So I intended on updating the ol' bloggeroo a day or two ago, but I've been under the weather (yet again) with an entirely weird and different malady. This isn't the thrice-damned head cold I've battled since the fall... this is something that brings with it dizziness, electric pulses in my brain, debilitating chills, cranial pressure and a complete lack of appetite. If it was just me facing this beast, that'd be one thing... but Youngest is battling it too. Poor thing.
Anyway, I'm betting that's the last thing you want to read about, so I'll move on. I will tell you one thing, though... nothing makes a day drag on into eternity for me like being sick. My gosh, I feel like these past 2 days have been two weeks.
Maybe it's the hypochondriac in me (I spelled it right the first try! Woohoo!), but I've been pondering death again. Of course, my brother's passing has been on my mind of late, and then that first night I was sick, when I sat teetering on the edge of sleep all night long without once toppling in, I found my mind drifting in that direction. Probably all those weird electric pulses in my brain, which I've mentioned on this blog before over the years, but these past two days, they've been going off like a fireworks finale, and the only way I can deal with them is to sit still with my eyes closed and wait for them to pass. I have this weird disconnect with my body going when it happens, like I've had way too much to drink, and my brain has trouble communicating with my limbs. It isn't painful, it's just unnerving (and still happening, as I write this)

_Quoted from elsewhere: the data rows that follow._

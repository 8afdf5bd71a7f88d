//! Price loading for studies.
//!
//! For each symbol, in order:
//! 1. Parquet cache (unless `force`)
//! 2. Download through the provider, then cache (unless `offline`)
//! 3. Synthetic geometric random walk, tagged, when `synthetic` is set
//! 4. Otherwise a [`LoadError`]
//!
//! Bars are restricted to `[start, end]`, cleaned and aligned on the union
//! of their dates.

use std::collections::BTreeMap;

use chrono::{Datelike, Duration, NaiveDate, Weekday};
use rand::rngs::StdRng;
use rand::{Rng, SeedableRng};
use rand_distr::StandardNormal;
use thiserror::Error;

use normlab_core::data::{
    align_series, download_one, to_price_series, CoverageResult, DataError, DataSource, DownloadProgress,
    ParquetCache, PriceProvider, RawBar,
};
use normlab_core::PriceTable;

#[derive(Debug, Error)]
pub enum LoadError {
    #[error("no cached data for '{symbol}' and network access is off (use --synthetic for synthetic data)")]
    NoCachedDataOffline { symbol: String },

    #[error("no cached data for '{symbol}' and download failed: {reason}")]
    DownloadFailed { symbol: String, reason: String },

    #[error("no prices for '{symbol}' between {start} and {end}")]
    EmptyRange {
        symbol: String,
        start: NaiveDate,
        end: NaiveDate,
    },

    #[error("data error: {0}")]
    Data(#[from] DataError),
}

#[derive(Debug, Clone)]
pub struct LoadOptions {
    pub start: NaiveDate,
    pub end: NaiveDate,
    /// Never touch the network.
    pub offline: bool,
    /// Fall back to synthetic prices when nothing real is available.
    pub synthetic: bool,
    /// Re-download even when cached.
    pub force: bool,
}

/// Aligned prices plus where they came from.
#[derive(Debug, Clone)]
pub struct LoadedPrices {
    /// Columns in the requested symbol order.
    pub table: PriceTable,
    pub sources: BTreeMap<String, DataSource>,
    /// BLAKE3 over dates and prices of every column.
    pub dataset_hash: String,
    pub synthetic: bool,
}

pub fn load_prices(
    symbols: &[String],
    cache: &ParquetCache,
    provider: Option<&dyn PriceProvider>,
    progress: Option<&dyn DownloadProgress>,
    opts: &LoadOptions,
) -> Result<LoadedPrices, LoadError> {
    let total = symbols.len();
    let mut series = Vec::with_capacity(total);
    let mut sources = BTreeMap::new();
    let mut synthetic = false;

    for (i, symbol) in symbols.iter().enumerate() {
        if let Some(p) = progress {
            p.on_start(symbol, i, total);
        }

        let (bars, source) = match resolve_bars(symbol, cache, provider, opts) {
            Ok(Some(found)) => found,
            Ok(None) if opts.synthetic => {
                tracing::warn!(symbol = %symbol, "generating synthetic prices; results are tagged synthetic");
                synthetic = true;
                (synthetic_bars(symbol, opts.start, opts.end), DataSource::Synthetic)
            }
            Ok(None) if opts.offline => {
                return Err(LoadError::NoCachedDataOffline {
                    symbol: symbol.clone(),
                })
            }
            Ok(None) => {
                return Err(LoadError::DownloadFailed {
                    symbol: symbol.clone(),
                    reason: "no price provider available".into(),
                })
            }
            Err(e) if opts.synthetic => {
                tracing::warn!(symbol = %symbol, error = %e, "download failed, generating synthetic prices");
                synthetic = true;
                (synthetic_bars(symbol, opts.start, opts.end), DataSource::Synthetic)
            }
            Err(e) => {
                if let Some(p) = progress {
                    p.on_complete(symbol, i, total, &Err(DataError::Other(e.to_string())));
                }
                return Err(e);
            }
        };

        let in_range: Vec<RawBar> = bars
            .into_iter()
            .filter(|b| b.date >= opts.start && b.date <= opts.end)
            .collect();
        if in_range.is_empty() {
            return Err(LoadError::EmptyRange {
                symbol: symbol.clone(),
                start: opts.start,
                end: opts.end,
            });
        }

        let (prices, _) = to_price_series(symbol, in_range);
        tracing::debug!(symbol = %symbol, rows = prices.len(), %source, "prices loaded");
        if let Some(p) = progress {
            p.on_complete(symbol, i, total, &Ok(()));
        }
        series.push(prices);
        sources.insert(symbol.clone(), source);
    }

    let table = align_series(&series);
    let dataset_hash = dataset_hash(&table);

    if let Some(p) = progress {
        p.on_batch_complete(sources.len(), total - sources.len(), total);
    }

    Ok(LoadedPrices {
        table,
        sources,
        dataset_hash,
        synthetic,
    })
}

/// Cache, then download. `Ok(None)` means nothing real is reachable.
///
/// A cache that only partly covers `[start, end]` is refreshed when a
/// provider is reachable. Otherwise the shorter cached history is used with
/// a warning.
fn resolve_bars(
    symbol: &str,
    cache: &ParquetCache,
    provider: Option<&dyn PriceProvider>,
    opts: &LoadOptions,
) -> Result<Option<(Vec<RawBar>, DataSource)>, LoadError> {
    let provider = if opts.offline {
        None
    } else {
        provider.filter(|p| p.is_available())
    };

    let mut stale = None;
    if !opts.force {
        match cache.load(symbol) {
            Ok(bars) => match cache.covers_range(symbol, opts.start, opts.end) {
                CoverageResult::PartiallyCovered {
                    cached_start,
                    cached_end,
                } => {
                    if provider.is_none() {
                        tracing::warn!(
                            symbol,
                            %cached_start,
                            %cached_end,
                            requested_start = %opts.start,
                            requested_end = %opts.end,
                            "cache only partly covers the requested range, using cached history"
                        );
                        return Ok(Some((bars, DataSource::Cache)));
                    }
                    tracing::debug!(symbol, %cached_start, %cached_end, "cache partly covers range, refreshing");
                    stale = Some(bars);
                }
                _ => {
                    tracing::debug!(symbol, bars = bars.len(), "cache hit");
                    return Ok(Some((bars, DataSource::Cache)));
                }
            },
            Err(e) => tracing::debug!(symbol, reason = %e, "cache miss"),
        }
    }

    let Some(provider) = provider else {
        return Ok(None);
    };

    match download_one(provider, cache, symbol, opts.start, opts.end) {
        Ok(()) => {
            let bars = cache.load(symbol)?;
            Ok(Some((bars, DataSource::YahooFinance)))
        }
        Err(e) => match stale {
            Some(bars) => {
                tracing::warn!(symbol, error = %e, "refresh failed, using partly covering cache");
                Ok(Some((bars, DataSource::Cache)))
            }
            None => Err(LoadError::DownloadFailed {
                symbol: symbol.to_string(),
                reason: e.to_string(),
            }),
        },
    }
}

/// Deterministic hash of an aligned price table.
fn dataset_hash(table: &PriceTable) -> String {
    let mut hasher = blake3::Hasher::new();
    for date in &table.dates {
        hasher.update(date.to_string().as_bytes());
    }
    for (asset, column) in table.assets.iter().zip(&table.columns) {
        hasher.update(asset.as_bytes());
        for price in column {
            hasher.update(&price.to_bits().to_le_bytes());
        }
    }
    hasher.finalize().to_hex().to_string()
}

/// Daily log-return volatility of synthetic prices (about 16% a year).
const SYNTHETIC_VOLATILITY: f64 = 0.01;
const SYNTHETIC_DRIFT: f64 = 0.0002;
const SYNTHETIC_START_PRICE: f64 = 100.0;

/// Geometric random walk on weekdays, seeded from the symbol name.
///
/// Log-returns are i.i.d. normal, so synthetic studies have a known answer.
pub fn synthetic_bars(symbol: &str, start: NaiveDate, end: NaiveDate) -> Vec<RawBar> {
    let seed: [u8; 32] = *blake3::hash(symbol.as_bytes()).as_bytes();
    let mut rng = StdRng::from_seed(seed);

    let mut bars = Vec::new();
    let mut price = SYNTHETIC_START_PRICE;
    let mut day = start;
    while day <= end {
        if !matches!(day.weekday(), Weekday::Sat | Weekday::Sun) {
            bars.push(RawBar::close_only(day, price));
            let z: f64 = rng.sample(StandardNormal);
            price *= (SYNTHETIC_DRIFT + SYNTHETIC_VOLATILITY * z).exp();
        }
        day += Duration::days(1);
    }
    bars
}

Anyway, during my night-long vigil, I decided I'd write a little document with all of my important info for my wife, in case I kick off. You know, passwords to various sites (bank, paypal, insurance, etc), how to contact my life insurance guy, stuff like that. Practical, and probably useful in any case. Of course, then my mind went to things I'd like to say to certain people in my life that I haven't got to say yet... a group of docs I'd write up and stash, with instructions to send off if I should kick it... that one I know is probably not as good an idea, lol...
In any case, I know once I get this weirdness behind me, I'll look back on this post and laugh. I tell ya, I can't wait for Spring...

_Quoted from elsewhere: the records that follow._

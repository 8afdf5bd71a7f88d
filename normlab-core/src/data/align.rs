//! Put several price series on one date axis.
//!
//! The axis is the union of all dates. An asset without a price on a date
//! gets NaN there; nothing is forward-filled, so gaps become NaN returns.

use std::collections::{BTreeSet, HashMap};

use chrono::NaiveDate;

use crate::domain::{PriceSeries, PriceTable};

/// Align series into a table. Column order follows `series`.
pub fn align_series(series: &[PriceSeries]) -> PriceTable {
    let dates: Vec<NaiveDate> = series
        .iter()
        .flat_map(|s| s.dates.iter().copied())
        .collect::<BTreeSet<_>>()
        .into_iter()
        .collect();

    let mut table = PriceTable::new(dates);
    for s in series {
        let by_date: HashMap<NaiveDate, f64> = s.dates.iter().copied().zip(s.prices.iter().copied()).collect();
        let column = table
            .dates
            .iter()
            .map(|d| by_date.get(d).copied().unwrap_or(f64::NAN))
            .collect();
        table.push_column(s.asset.clone(), column);
    }
    table
}

#[cfg(test)]
mod tests {
    use super::*;

    fn d(day: u32) -> NaiveDate {
        NaiveDate::from_ymd_opt(2024, 1, day).unwrap()
    }

    #[test]
    fn missing_dates_are_nan() {
        let spy = PriceSeries::new("SPY", vec![d(2), d(3), d(4)], vec![100.0, 101.0, 102.0]);
        let qqq = PriceSeries::new("QQQ", vec![d(2), d(4)], vec![200.0, 202.0]);
        let t = align_series(&[spy, qqq]);

        assert_eq!(t.dates, vec![d(2), d(3), d(4)]);
        assert_eq!(t.assets, vec!["SPY", "QQQ"]);
        assert_eq!(t.column("SPY").unwrap()[1], 101.0);
        assert!(t.column("QQQ").unwrap()[1].is_nan());
        assert_eq!(t.column("QQQ").unwrap()[2], 202.0);
    }

    #[test]
    fn union_covers_disjoint_histories() {
        let a = PriceSeries::new("A", vec![d(2)], vec![1.0]);
        let b = PriceSeries::new("B", vec![d(5)], vec![2.0]);
        let t = align_series(&[a, b]);
        assert_eq!(t.len(), 2);
        assert!(t.column("A").unwrap()[1].is_nan());
        assert!(t.column("B").unwrap()[0].is_nan());
    }

    #[test]
    fn empty_input_gives_empty_table() {
        let t = align_series(&[]);
        assert!(t.is_empty());
        assert_eq!(t.asset_count(), 0);
    }
}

So I might as well spill a little bit of that "good news" I've been teasing you with over the past month or two, since it seems to be solidifying and moving forward. My good friend Todd's dream of starting a Christian movie production house is becoming a reality. I'll stay mum on the details for now, but it looks exciting- and he wants me involved. So who knows? Very soon I may shift careers and start making movies (a dream of mine as well).
That's a tease, more than anything. But at least it's something!

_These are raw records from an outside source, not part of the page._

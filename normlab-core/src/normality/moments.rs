//! Sample moments shared by the normality tests.
//!
//! All functions assume a non-empty, NaN-free slice. Empty input yields NaN
//! through `0 / 0` rather than a panic.

pub fn mean(xs: &[f64]) -> f64 {
    xs.iter().sum::<f64>() / xs.len() as f64
}

/// k-th central moment with divisor `n`.
pub fn central_moment(xs: &[f64], mean: f64, k: i32) -> f64 {
    xs.iter().map(|x| (x - mean).powi(k)).sum::<f64>() / xs.len() as f64
}

/// Standard deviation with divisor `n`.
pub fn population_std(xs: &[f64]) -> f64 {
    central_moment(xs, mean(xs), 2).sqrt()
}

/// Standard deviation with divisor `n - 1`.
pub fn sample_std(xs: &[f64]) -> f64 {
    let m = mean(xs);
    let ss: f64 = xs.iter().map(|x| (x - m).powi(2)).sum();
    (ss / (xs.len() as f64 - 1.0)).sqrt()
}

/// Biased skewness `m3 / m2^1.5`.
pub fn skewness(xs: &[f64]) -> f64 {
    let m = mean(xs);
    let m2 = central_moment(xs, m, 2);
    central_moment(xs, m, 3) / m2.powf(1.5)
}

/// Biased excess kurtosis `m4 / m2^2 - 3`.
pub fn excess_kurtosis(xs: &[f64]) -> f64 {
    let m = mean(xs);
    let m2 = central_moment(xs, m, 2);
    central_moment(xs, m, 4) / (m2 * m2) - 3.0
}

So I love my car. I mean, the one my brother John gave me, the Subaru. I'm torn. I'd love to keep it...but I don't know if that's the smart play or not. I need wisdom!
By the way, I also love my new wireless headphones. I can have something going on the computer, and go get a drink in the kitchen, or take a restroom trip, and come back, and be listening the whole time! How cool is that!?
Well, it sounded cool before I wrote it. Now that I've read it on screen, it sounds pretty sad...
So after my latest reading spurt, I've entered a cooling off period... it's typical. I read several titles with enthusiasm, then hit the wall and just stop. Usually the stoppage doesn't last too long - a week or three at the most. But I likely won't have much to say book-wise in the interim.
LOTR reference for the win!
Well, I'd say that's enough nonsense for now. Hopefully I'll have something interesting to say next time...
Dave the Addlepate
2 comments:
Doing that for your wife is not macabre, it's kind, loving and amazing. I've met many wives out here who end up knowing nothing about those things, including my Mom, after their mates pass. It makes life terribly difficult on top of the grief.
What a wonderful prospect for a new direction in you life.
Beth
PS: the buzzing in the head sounds like it might need attention. I used to play a doctor on TV :)
Oh man, hope that illness goes away. Definitely doesn't sound good.
Wisdom, in my opinion, says to get rid of the car. I am not a nostalgic person, and I see things for what they are, not what I perceive they are (or I try). The car is a tool. If the cost is not worth the upkeep/functionality, then logic says to get rid of it. Just my two cents.
And best of luck with the mummed details.